- **TASK DIRECTIONS**:
From the records below, copy every line that contains the word "filename".
*** GIVEN RECORDS Section Begins ***
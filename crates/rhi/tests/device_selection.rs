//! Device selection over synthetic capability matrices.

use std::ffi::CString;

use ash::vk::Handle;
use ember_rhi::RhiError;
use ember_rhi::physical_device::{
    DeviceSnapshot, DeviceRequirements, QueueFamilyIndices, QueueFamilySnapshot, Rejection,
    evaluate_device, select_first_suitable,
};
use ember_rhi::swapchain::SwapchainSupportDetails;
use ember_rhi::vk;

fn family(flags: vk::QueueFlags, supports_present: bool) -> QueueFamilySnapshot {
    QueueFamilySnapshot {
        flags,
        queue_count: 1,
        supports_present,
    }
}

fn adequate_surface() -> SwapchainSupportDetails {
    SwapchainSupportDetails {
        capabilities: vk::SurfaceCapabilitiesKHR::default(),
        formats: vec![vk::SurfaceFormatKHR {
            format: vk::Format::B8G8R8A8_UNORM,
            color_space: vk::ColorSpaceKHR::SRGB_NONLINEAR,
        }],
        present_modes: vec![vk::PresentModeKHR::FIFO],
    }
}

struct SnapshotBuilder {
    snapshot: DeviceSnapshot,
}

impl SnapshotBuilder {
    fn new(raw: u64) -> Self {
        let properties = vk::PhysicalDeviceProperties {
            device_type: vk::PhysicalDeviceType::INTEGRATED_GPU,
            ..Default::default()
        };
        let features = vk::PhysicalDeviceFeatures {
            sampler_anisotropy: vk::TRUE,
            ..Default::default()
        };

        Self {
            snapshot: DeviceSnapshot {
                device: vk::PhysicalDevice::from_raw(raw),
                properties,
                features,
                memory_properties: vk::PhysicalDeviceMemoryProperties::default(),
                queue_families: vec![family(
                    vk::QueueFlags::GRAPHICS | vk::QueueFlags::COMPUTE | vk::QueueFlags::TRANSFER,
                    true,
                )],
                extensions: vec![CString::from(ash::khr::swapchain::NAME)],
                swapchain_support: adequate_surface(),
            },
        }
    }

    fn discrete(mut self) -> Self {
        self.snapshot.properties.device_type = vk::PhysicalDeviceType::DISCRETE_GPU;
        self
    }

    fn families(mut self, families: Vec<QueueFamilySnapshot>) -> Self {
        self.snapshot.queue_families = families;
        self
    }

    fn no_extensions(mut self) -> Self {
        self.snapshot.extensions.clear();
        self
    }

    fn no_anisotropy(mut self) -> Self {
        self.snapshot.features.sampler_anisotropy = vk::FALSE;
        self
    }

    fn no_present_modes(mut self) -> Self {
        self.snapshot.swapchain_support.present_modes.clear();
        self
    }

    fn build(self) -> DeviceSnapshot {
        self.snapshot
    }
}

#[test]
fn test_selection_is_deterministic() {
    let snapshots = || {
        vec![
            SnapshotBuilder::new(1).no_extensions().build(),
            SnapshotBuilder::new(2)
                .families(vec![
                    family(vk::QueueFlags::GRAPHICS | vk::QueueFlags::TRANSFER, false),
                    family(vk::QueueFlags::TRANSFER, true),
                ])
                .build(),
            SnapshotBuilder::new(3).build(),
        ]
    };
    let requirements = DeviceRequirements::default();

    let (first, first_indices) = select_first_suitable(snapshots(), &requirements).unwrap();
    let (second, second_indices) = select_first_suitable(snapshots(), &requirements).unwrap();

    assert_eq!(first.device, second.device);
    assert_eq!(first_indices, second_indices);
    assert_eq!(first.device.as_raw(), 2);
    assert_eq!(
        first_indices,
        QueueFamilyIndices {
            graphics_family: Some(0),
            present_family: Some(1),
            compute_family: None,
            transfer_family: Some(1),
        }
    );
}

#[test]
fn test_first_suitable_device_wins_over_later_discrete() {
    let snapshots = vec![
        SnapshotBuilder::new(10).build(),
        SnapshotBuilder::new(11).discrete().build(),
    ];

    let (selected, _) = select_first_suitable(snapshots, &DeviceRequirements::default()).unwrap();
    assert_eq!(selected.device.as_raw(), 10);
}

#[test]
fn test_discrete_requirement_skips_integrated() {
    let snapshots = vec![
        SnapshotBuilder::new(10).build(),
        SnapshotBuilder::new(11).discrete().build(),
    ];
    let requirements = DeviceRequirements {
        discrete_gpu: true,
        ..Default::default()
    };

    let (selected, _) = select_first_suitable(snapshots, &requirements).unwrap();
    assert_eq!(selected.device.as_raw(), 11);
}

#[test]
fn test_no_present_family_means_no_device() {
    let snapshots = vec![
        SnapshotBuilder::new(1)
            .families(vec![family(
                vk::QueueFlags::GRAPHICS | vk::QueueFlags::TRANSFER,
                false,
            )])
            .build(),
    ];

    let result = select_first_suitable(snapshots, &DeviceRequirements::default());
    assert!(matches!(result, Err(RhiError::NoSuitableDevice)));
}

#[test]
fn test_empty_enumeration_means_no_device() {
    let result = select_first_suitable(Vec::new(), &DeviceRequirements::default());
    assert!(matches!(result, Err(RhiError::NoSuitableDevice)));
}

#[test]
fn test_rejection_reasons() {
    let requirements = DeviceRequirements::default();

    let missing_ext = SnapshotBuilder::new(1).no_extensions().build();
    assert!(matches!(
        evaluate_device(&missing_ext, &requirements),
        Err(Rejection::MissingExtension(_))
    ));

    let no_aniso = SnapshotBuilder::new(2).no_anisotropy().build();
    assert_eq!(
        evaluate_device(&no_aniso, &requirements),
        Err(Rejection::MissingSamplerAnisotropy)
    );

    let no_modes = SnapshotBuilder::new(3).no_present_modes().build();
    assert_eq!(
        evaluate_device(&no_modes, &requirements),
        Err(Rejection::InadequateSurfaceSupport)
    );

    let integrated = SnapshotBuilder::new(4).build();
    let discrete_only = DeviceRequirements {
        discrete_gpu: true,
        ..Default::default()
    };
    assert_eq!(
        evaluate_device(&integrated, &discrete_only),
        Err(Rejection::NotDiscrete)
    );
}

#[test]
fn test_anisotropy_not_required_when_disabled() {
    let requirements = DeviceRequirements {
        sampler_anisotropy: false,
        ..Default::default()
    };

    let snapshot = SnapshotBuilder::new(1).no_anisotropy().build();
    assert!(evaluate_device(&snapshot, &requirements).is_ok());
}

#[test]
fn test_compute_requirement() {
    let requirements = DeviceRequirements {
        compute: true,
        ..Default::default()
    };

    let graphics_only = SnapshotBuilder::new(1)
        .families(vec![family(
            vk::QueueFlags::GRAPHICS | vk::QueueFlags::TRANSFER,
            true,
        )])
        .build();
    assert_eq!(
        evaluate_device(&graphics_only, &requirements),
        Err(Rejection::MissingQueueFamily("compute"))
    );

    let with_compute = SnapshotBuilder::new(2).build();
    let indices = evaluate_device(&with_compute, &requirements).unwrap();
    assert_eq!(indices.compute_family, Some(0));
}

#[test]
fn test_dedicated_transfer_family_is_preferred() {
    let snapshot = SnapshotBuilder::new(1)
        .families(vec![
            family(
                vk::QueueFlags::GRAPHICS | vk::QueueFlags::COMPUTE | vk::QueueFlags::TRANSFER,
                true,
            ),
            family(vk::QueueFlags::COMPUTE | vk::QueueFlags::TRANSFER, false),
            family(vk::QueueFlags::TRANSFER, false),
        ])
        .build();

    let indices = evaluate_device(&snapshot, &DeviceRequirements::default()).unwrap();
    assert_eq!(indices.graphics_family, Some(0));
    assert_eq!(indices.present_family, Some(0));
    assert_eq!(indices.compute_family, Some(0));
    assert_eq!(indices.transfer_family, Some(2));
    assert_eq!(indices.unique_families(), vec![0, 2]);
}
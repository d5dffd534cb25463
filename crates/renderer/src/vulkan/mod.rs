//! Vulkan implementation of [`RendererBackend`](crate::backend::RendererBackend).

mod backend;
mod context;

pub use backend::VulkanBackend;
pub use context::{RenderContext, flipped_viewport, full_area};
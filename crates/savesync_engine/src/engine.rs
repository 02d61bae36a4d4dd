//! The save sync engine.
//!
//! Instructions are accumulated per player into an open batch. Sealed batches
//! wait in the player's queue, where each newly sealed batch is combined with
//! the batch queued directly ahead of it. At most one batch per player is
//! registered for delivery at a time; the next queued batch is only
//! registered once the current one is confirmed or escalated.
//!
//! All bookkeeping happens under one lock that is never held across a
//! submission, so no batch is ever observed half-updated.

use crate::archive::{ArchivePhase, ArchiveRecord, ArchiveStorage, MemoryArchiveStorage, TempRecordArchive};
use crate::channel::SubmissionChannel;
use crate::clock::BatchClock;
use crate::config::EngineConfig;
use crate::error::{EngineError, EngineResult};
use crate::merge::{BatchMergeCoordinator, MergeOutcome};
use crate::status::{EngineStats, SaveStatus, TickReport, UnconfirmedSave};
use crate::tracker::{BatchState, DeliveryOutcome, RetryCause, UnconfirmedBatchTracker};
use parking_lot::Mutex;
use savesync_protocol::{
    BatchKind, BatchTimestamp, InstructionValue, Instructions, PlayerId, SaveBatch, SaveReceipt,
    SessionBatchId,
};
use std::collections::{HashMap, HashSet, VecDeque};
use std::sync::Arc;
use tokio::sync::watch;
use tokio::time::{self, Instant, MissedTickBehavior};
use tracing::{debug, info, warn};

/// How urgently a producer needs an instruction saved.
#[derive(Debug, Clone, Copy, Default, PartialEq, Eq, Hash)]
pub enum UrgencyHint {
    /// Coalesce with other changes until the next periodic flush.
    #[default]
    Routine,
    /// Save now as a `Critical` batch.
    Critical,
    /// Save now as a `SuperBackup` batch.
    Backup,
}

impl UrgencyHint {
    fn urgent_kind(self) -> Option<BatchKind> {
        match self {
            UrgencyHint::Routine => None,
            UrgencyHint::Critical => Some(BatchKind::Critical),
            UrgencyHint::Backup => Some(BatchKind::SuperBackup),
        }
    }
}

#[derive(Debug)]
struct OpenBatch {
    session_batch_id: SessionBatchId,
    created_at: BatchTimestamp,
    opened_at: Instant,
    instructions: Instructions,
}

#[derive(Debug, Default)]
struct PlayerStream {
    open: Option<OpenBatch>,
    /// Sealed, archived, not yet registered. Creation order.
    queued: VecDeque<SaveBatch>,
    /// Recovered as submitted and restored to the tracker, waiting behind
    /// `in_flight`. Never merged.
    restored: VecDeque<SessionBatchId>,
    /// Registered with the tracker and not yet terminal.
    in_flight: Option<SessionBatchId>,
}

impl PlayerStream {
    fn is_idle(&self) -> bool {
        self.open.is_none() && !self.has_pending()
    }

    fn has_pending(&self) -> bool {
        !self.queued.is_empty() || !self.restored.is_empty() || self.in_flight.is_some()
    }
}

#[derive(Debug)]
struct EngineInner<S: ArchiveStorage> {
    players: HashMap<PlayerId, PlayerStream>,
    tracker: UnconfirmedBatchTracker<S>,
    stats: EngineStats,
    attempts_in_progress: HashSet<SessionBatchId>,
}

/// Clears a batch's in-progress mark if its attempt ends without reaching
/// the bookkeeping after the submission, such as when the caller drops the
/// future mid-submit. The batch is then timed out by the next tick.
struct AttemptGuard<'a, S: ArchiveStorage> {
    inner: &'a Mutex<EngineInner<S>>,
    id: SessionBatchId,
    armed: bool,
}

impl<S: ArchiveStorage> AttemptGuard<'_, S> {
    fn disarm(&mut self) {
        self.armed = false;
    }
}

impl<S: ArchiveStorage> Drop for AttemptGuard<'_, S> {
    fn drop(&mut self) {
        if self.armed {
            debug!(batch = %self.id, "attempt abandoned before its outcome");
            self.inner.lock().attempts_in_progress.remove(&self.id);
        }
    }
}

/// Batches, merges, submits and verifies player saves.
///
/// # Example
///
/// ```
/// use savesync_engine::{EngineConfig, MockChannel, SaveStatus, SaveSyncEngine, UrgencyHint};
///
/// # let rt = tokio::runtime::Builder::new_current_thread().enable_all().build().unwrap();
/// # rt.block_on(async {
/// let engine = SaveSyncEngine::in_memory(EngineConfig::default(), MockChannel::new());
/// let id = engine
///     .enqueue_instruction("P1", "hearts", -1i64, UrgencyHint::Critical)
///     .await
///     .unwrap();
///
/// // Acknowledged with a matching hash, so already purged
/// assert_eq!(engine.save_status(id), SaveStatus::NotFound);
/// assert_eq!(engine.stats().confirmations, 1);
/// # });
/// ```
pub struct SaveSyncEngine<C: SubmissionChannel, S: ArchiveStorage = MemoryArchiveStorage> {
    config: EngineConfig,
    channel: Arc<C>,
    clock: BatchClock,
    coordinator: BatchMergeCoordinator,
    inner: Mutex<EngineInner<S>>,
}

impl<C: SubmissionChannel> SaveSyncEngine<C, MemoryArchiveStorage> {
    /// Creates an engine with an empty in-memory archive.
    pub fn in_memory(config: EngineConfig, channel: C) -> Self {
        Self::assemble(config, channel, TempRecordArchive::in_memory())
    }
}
*** GIVEN RECORDS Section Ends ***
- **RESULT OF THE EXERCISE**:
filename crates/rhi/tests/device_selection.rs
filename crates/renderer/src/vulkan/mod.rs
filename crates/savesync_engine/src/engine.rs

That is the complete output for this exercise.